Australien Unbekannter überfährt mehr als ein Dutzend Kängurus

Nahe der Stadt Brisbane haben Anwohner am Straßenrand die Kadaver von 16 Kängurus entdeckt. Australische Tierschützer sind überzeugt, dass die Tiere absichtlich überfahren wurden.

Tote Kängurus in Australien: "Das war kein Unfall"
DPA

Tote Kängurus in Australien: "Das war kein Unfall"


Ein Tierschänder hat nach Überzeugung von Tierschützern in Australien 17 Kängurus gezielt überfahren. Anwohner hätten am Montag 16 tote Tiere auf einem gut hundert Meter langen Straßenabschnitt bei Brisbane an der Ostküste entdeckt, berichtete die Tierschutzorganisation RSPCA. Ein weiteres habe eingeschläfert werden müssen.
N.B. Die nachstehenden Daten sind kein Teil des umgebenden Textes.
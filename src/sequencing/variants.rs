//! Key-shift expansion: every track becomes `2k + 1` variant nodes, one per
//! shift in `-k..=k`, behind a single anchor node at index 0.

use std::collections::BTreeMap;

use crate::types::{HarmonicKey, Track};

pub const ANCHOR: usize = 0;

/// Six fifths either way reach every wheel position; larger shifts only
/// revisit those keys at a higher penalty.
pub const MAX_USEFUL_SHIFT: i32 = 6;

#[derive(Debug, thiserror::Error, PartialEq, Eq)]
pub enum ModelError {
    #[error("max shift must be non-negative, got {0}")]
    NegativeShift(i32),
    #[error("max shift {0} exceeds 6; larger shifts repeat wheel positions")]
    ShiftTooLarge(i32),
    #[error("catalog contains no tracks")]
    EmptyCatalog,
    #[error("track id {0} appears more than once in the catalog")]
    DuplicateTrackId(u32),
}

/// A track played transposed by `shift` fifths.
#[derive(Debug, Clone)]
pub struct Variant {
    pub track: Track,
    pub shift: i32,
    pub shifted_key: HarmonicKey,
}

#[derive(Debug, Clone)]
pub enum Node {
    Anchor,
    Variant(Variant),
}

impl Node {
    pub fn variant(&self) -> Option<&Variant> {
        match self {
            Self::Anchor => None,
            Self::Variant(variant) => Some(variant),
        }
    }

    /// Shift of a variant; the anchor counts as unshifted.
    pub fn shift(&self) -> i32 {
        self.variant().map_or(0, |v| v.shift)
    }
}

/// Node indices that belong to one track, or the anchor alone.
#[derive(Debug, Clone, PartialEq, Eq)]
pub struct Cluster {
    pub track_id: Option<u32>,
    pub nodes: Vec<usize>,
}

#[derive(Debug, Clone)]
pub struct VariantSet {
    nodes: Vec<Node>,
    clusters: Vec<Cluster>,
    cluster_of: Vec<usize>,
    by_track_id: BTreeMap<u32, usize>,
}

impl VariantSet {
    /// Expand `tracks` into shift variants. Track order is preserved, so the
    /// variants of track `t` occupy a contiguous index range.
    pub fn expand(tracks: &[Track], max_shift: i32) -> Result<Self, ModelError> {
        if max_shift < 0 {
            return Err(ModelError::NegativeShift(max_shift));
        }
        if max_shift > MAX_USEFUL_SHIFT {
            return Err(ModelError::ShiftTooLarge(max_shift));
        }
        if tracks.is_empty() {
            return Err(ModelError::EmptyCatalog);
        }
        let per_track = (2 * max_shift + 1) as usize;
        let mut nodes = Vec::with_capacity(1 + tracks.len() * per_track);
        let mut clusters = Vec::with_capacity(tracks.len() + 1);
        let mut cluster_of = Vec::with_capacity(nodes.capacity());
        let mut by_track_id = BTreeMap::new();

        nodes.push(Node::Anchor);
        clusters.push(Cluster {
            track_id: None,
            nodes: vec![ANCHOR],
        });
        cluster_of.push(0);

        for track in tracks {
            let cluster_index = clusters.len();
            let mut members = Vec::with_capacity(per_track);
            for shift in -max_shift..=max_shift {
                members.push(nodes.len());
                cluster_of.push(cluster_index);
                nodes.push(Node::Variant(Variant {
                    track: track.clone(),
                    shift,
                    shifted_key: track.key.shifted(shift),
                }));
            }
            if by_track_id.insert(track.id, cluster_index).is_some() {
                return Err(ModelError::DuplicateTrackId(track.id));
            }
            clusters.push(Cluster {
                track_id: Some(track.id),
                nodes: members,
            });
        }

        tracing::debug!(
            tracks = tracks.len(),
            max_shift,
            nodes = nodes.len(),
            "expanded key-shift variants"
        );

        Ok(Self {
            nodes,
            clusters,
            cluster_of,
            by_track_id,
        })
    }

    pub fn nodes(&self) -> &[Node] {
        &self.nodes
    }

    pub fn node(&self, index: usize) -> &Node {
        &self.nodes[index]
    }

    pub fn len(&self) -> usize {
        self.nodes.len()
    }

    pub fn track_count(&self) -> usize {
        self.clusters.len() - 1
    }

    /// All clusters, anchor first.
    pub fn clusters(&self) -> &[Cluster] {
        &self.clusters
    }

    pub fn cluster_index_of(&self, node: usize) -> usize {
        self.cluster_of[node]
    }

    pub fn same_cluster(&self, a: usize, b: usize) -> bool {
        self.cluster_of[a] == self.cluster_of[b]
    }

    #[cfg(test)]
    pub fn cluster_for_track(&self, track_id: u32) -> Option<&Cluster> {
        self.by_track_id
            .get(&track_id)
            .map(|&index| &self.clusters[index])
    }
}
Die Straße bei Wacol hat breite Grünstreifen auf beiden Seiten. Es ist bekannt, dass sich dort nachts Kängurus aufhalten. "Das war kein Unfall, der Fahrer muss die Tiere absichtlich überfahren haben", sagte RSPCA-Sprecher Michael Beatty. Die Organisation rief Anwohner auf, bei der Ermittlung der Täter zu helfen.
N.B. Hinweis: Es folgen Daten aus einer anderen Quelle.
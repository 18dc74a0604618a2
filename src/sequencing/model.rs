//! Integer-program formulation of the mix as a Hamiltonian cycle through the
//! anchor, which is a Hamiltonian path over tracks with a free start and end.
//!
//! Variables: one binary `x[i][j]` per ordered pair of distinct nodes (upper
//! bound 0 inside a cluster) and one integer position `u[i]` per node.
//! Constraints: one outgoing and one incoming inter-cluster edge per cluster,
//! per-node flow conservation, and Miller-Tucker-Zemlin subtour elimination
//! over the non-anchor nodes.

use std::collections::HashSet;

use super::graph::DistanceMatrix;
use super::program::{Comparison, IntegerProgram, Sense, VarId};
use super::variants::{ANCHOR, VariantSet};

#[derive(Debug, Clone)]
pub struct PathModel {
    program: IntegerProgram,
    node_count: usize,
    /// `edge_vars[i * node_count + j]` is `x[i][j]`; `None` on the diagonal.
    edge_vars: Vec<Option<VarId>>,
    position_vars: Vec<VarId>,
}

impl PathModel {
    pub fn build(variants: &VariantSet, matrix: &DistanceMatrix) -> Self {
        let n = matrix.size();
        debug_assert_eq!(n, variants.len());
        let tracks = variants.track_count() as f64;
        let mut program = IntegerProgram::new(Sense::Minimize);

        let mut edge_vars = vec![None; n * n];
        for (i, j, cost) in matrix.edges() {
            let upper = i64::from(!variants.same_cluster(i, j));
            edge_vars[i * n + j] = Some(program.add_binary(upper, cost as f64));
        }
        let position_vars: Vec<VarId> = (0..n)
            .map(|_| program.add_integer(0, n as i64 - 1, 0.0))
            .collect();

        let mut model = Self {
            program,
            node_count: n,
            edge_vars,
            position_vars,
        };
        model.add_cluster_degree_constraints(variants);
        model.add_flow_conservation_constraints();
        model.add_subtour_elimination_constraints(tracks);
        let warm_start = model.greedy_assignment(variants, matrix);
        model.program.set_warm_start(warm_start);

        tracing::debug!(
            nodes = n,
            variables = model.program.variables().len(),
            constraints = model.program.constraints().len(),
            "built path model"
        );
        model
    }

    pub fn program(&self) -> &IntegerProgram {
        &self.program
    }

    pub fn edge_var(&self, from: usize, to: usize) -> Option<VarId> {
        self.edge_vars[from * self.node_count + to]
    }

    #[cfg(test)]
    pub fn position_var(&self, node: usize) -> VarId {
        self.position_vars[node]
    }

    fn add_cluster_degree_constraints(&mut self, variants: &VariantSet) {
        let n = self.node_count;
        for cluster in variants.clusters() {
            let name = match cluster.track_id {
                Some(id) => format!("track {id}"),
                None => "anchor".to_string(),
            };
            let members: HashSet<usize> = cluster.nodes.iter().copied().collect();
            let mut outgoing = Vec::new();
            let mut incoming = Vec::new();
            for &member in &cluster.nodes {
                for other in (0..n).filter(|other| !members.contains(other)) {
                    if let Some(var) = self.edge_var(member, other) {
                        outgoing.push((var, 1.0));
                    }
                    if let Some(var) = self.edge_var(other, member) {
                        incoming.push((var, 1.0));
                    }
                }
            }
            self.program.add_constraint(
                format!("{name} out-degree"),
                outgoing,
                Comparison::Equal,
                1.0,
            );
            self.program.add_constraint(
                format!("{name} in-degree"),
                incoming,
                Comparison::Equal,
                1.0,
            );
        }
    }

    fn add_flow_conservation_constraints(&mut self) {
        let n = self.node_count;
        for node in 0..n {
            let mut terms = Vec::with_capacity(2 * (n - 1));
            for other in (0..n).filter(|&other| other != node) {
                if let Some(var) = self.edge_var(node, other) {
                    terms.push((var, 1.0));
                }
                if let Some(var) = self.edge_var(other, node) {
                    terms.push((var, -1.0));
                }
            }
            self.program.add_constraint(
                format!("node {node} flow"),
                terms,
                Comparison::Equal,
                0.0,
            );
        }
    }

    /// `u[i] - u[j] + T * x[i][j] <= T - 1` for all non-anchor `i != j`.
    fn add_subtour_elimination_constraints(&mut self, tracks: f64) {
        let n = self.node_count;
        for i in (0..n).filter(|&i| i != ANCHOR) {
            for j in (0..n).filter(|&j| j != ANCHOR && j != i) {
                let Some(edge) = self.edge_var(i, j) else {
                    continue;
                };
                self.program.add_constraint(
                    format!("subtour {i}->{j}"),
                    vec![
                        (self.position_vars[i], 1.0),
                        (self.position_vars[j], -1.0),
                        (edge, tracks),
                    ],
                    Comparison::LessOrEqual,
                    tracks - 1.0,
                );
            }
        }
    }

    /// Nearest-neighbour tour from the anchor: repeatedly take the cheapest
    /// variant of a track not yet played, lowest node index on ties.
    pub fn greedy_tour(variants: &VariantSet, matrix: &DistanceMatrix) -> Vec<usize> {
        let mut tour = vec![ANCHOR];
        let mut played = vec![false; variants.clusters().len()];
        played[variants.cluster_index_of(ANCHOR)] = true;
        let mut current = ANCHOR;

        while tour.len() <= variants.track_count() {
            let next = (0..variants.len())
                .filter(|&node| !played[variants.cluster_index_of(node)])
                .min_by_key(|&node| (matrix.get(current, node), node));
            let Some(next) = next else {
                break;
            };
            played[variants.cluster_index_of(next)] = true;
            tour.push(next);
            current = next;
        }
        tour
    }

    /// Variable assignment describing the greedy tour.
    fn greedy_assignment(&self, variants: &VariantSet, matrix: &DistanceMatrix) -> Vec<f64> {
        let tour = Self::greedy_tour(variants, matrix);
        self.assignment_for_tour(&tour)
    }

    /// Encode a closed tour starting at the anchor as a full assignment.
    /// Track nodes get positions `0..T` in play order; unused nodes sit at 0.
    pub fn assignment_for_tour(&self, tour: &[usize]) -> Vec<f64> {
        let mut values = vec![0.0; self.program.variables().len()];
        for (&from, &to) in tour.iter().zip(tour.iter().cycle().skip(1)) {
            if let Some(var) = self.edge_var(from, to) {
                values[var.index()] = 1.0;
            }
        }
        for (position, &node) in tour.iter().skip(1).enumerate() {
            values[self.position_vars[node].index()] = position as f64;
        }
        values
    }

    /// Ordered pairs whose edge variable is set in `values`.
    pub fn selected_edges(&self, values: &[f64]) -> Vec<(usize, usize)> {
        let n = self.node_count;
        (0..n)
            .flat_map(|i| (0..n).map(move |j| (i, j)))
            .filter(|&(i, j)| {
                self.edge_var(i, j)
                    .and_then(|var| values.get(var.index()))
                    .is_some_and(|&value| value > 0.5)
            })
            .collect()
    }
}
"Es ist eine Straftat, ein Känguru absichtlich zu töten", sagte die Sprecherin der Polizei in Queensland, Robin Taylor. Im vergangenen Oktober war andernorts ein 18-Jähriger angeklagt worden, der 100 Kängurus überfahren haben soll.

Die RSPCA ist nach australischem Gesetz dafür zuständig, Verstöße gegen das Wildschutzgesetz zu untersuchen. Sie sammelt Beweise und zeigt mutmaßliche Täter an.